◆ WHAT TO DO
Your task is to transcribe, without alteration, the lines from the top of the material below through the line bearing "the wrong kind", inclusive.

————————

//! Document errors
//!
//! Every variant is a local, recoverable condition. Codes share the
//! `JSONSHAPE_` namespace with schema errors.

use thiserror::Error;

use crate::schema::ValidationDetails;

/// Result type for document operations
pub type DocumentResult<T> = Result<T, DocumentError>;

/// Errors returned by document operations
#[derive(Debug, Error)]
pub enum DocumentError {
    /// Raw bytes are not well-formed JSON, or not the expected top-level shape
    #[error("failed to decode JSON {shape}: {source}")]
    Decode {
        shape: &'static str,
        #[source]
        source: serde_json::Error,
    },

    /// In-memory value could not be serialized
    #[error("failed to encode JSON {shape}: {source}")]
    Encode {
        shape: &'static str,
        #[source]
        source: serde_json::Error,
    },

    /// Leading-byte sniff failed before any parse was attempted
    #[error("expected JSON {expected}, found {found}")]
    TypeMismatch {
        expected: &'static str,
        found: String,
    },

    /// Store handed over something other than a byte sequence
    #[error("cannot scan a {0} value into a JSON document")]
    InvalidScanType(&'static str),

    /// Value, field or element does not conform to the attached type
    #[error("schema violation at {0}")]
    SchemaViolation(ValidationDetails),

    /// Typed accessor found an element of the wrong kind
    #[error("element {index} is {actual}, expected {expected}")]
    UnexpectedType {
        index: usize,
        expected: &'static str,
        actual: &'static str,
    },
}

impl DocumentError {
    /// Returns the stable string code
    pub fn code(&self) -> &'static str {
        match self {
            DocumentError::Decode { .. } => "JSONSHAPE_DECODE_FAILED",
            DocumentError::Encode { .. } => "JSONSHAPE_ENCODE_FAILED",
            DocumentError::TypeMismatch { .. } => "JSONSHAPE_TYPE_MISMATCH",
            DocumentError::InvalidScanType(_) => "JSONSHAPE_INVALID_SCAN_TYPE",
            DocumentError::SchemaViolation(_) => "JSONSHAPE_SCHEMA_VIOLATION",
            DocumentError::UnexpectedType { .. } => "JSONSHAPE_UNEXPECTED_TYPE",
        }
    }

    /// Whether this error is a schema violation
    pub fn is_schema_violation(&self) -> bool {
        matches!(self, DocumentError::SchemaViolation(_))
    }

    /// Validation details of a schema violation
    pub fn details(&self) -> Option<&ValidationDetails> {
        match self {
            DocumentError::SchemaViolation(details) => Some(details),
            _ => None,
        }
    }
}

————————

◆ TASK RESULT
//! Document errors
//!
//! Every variant is a local, recoverable condition. Codes share the
//! `JSONSHAPE_` namespace with schema errors.

use thiserror::Error;

use crate::schema::ValidationDetails;

/// Result type for document operations
pub type DocumentResult<T> = Result<T, DocumentError>;

/// Errors returned by document operations
#[derive(Debug, Error)]
pub enum DocumentError {
    /// Raw bytes are not well-formed JSON, or not the expected top-level shape
    #[error("failed to decode JSON {shape}: {source}")]
    Decode {
        shape: &'static str,
        #[source]
        source: serde_json::Error,
    },

    /// In-memory value could not be serialized
    #[error("failed to encode JSON {shape}: {source}")]
    Encode {
        shape: &'static str,
        #[source]
        source: serde_json::Error,
    },

    /// Leading-byte sniff failed before any parse was attempted
    #[error("expected JSON {expected}, found {found}")]
    TypeMismatch {
        expected: &'static str,
        found: String,
    },

    /// Store handed over something other than a byte sequence
    #[error("cannot scan a {0} value into a JSON document")]
    InvalidScanType(&'static str),

    /// Value, field or element does not conform to the attached type
    #[error("schema violation at {0}")]
    SchemaViolation(ValidationDetails),

    /// Typed accessor found an element of the wrong kind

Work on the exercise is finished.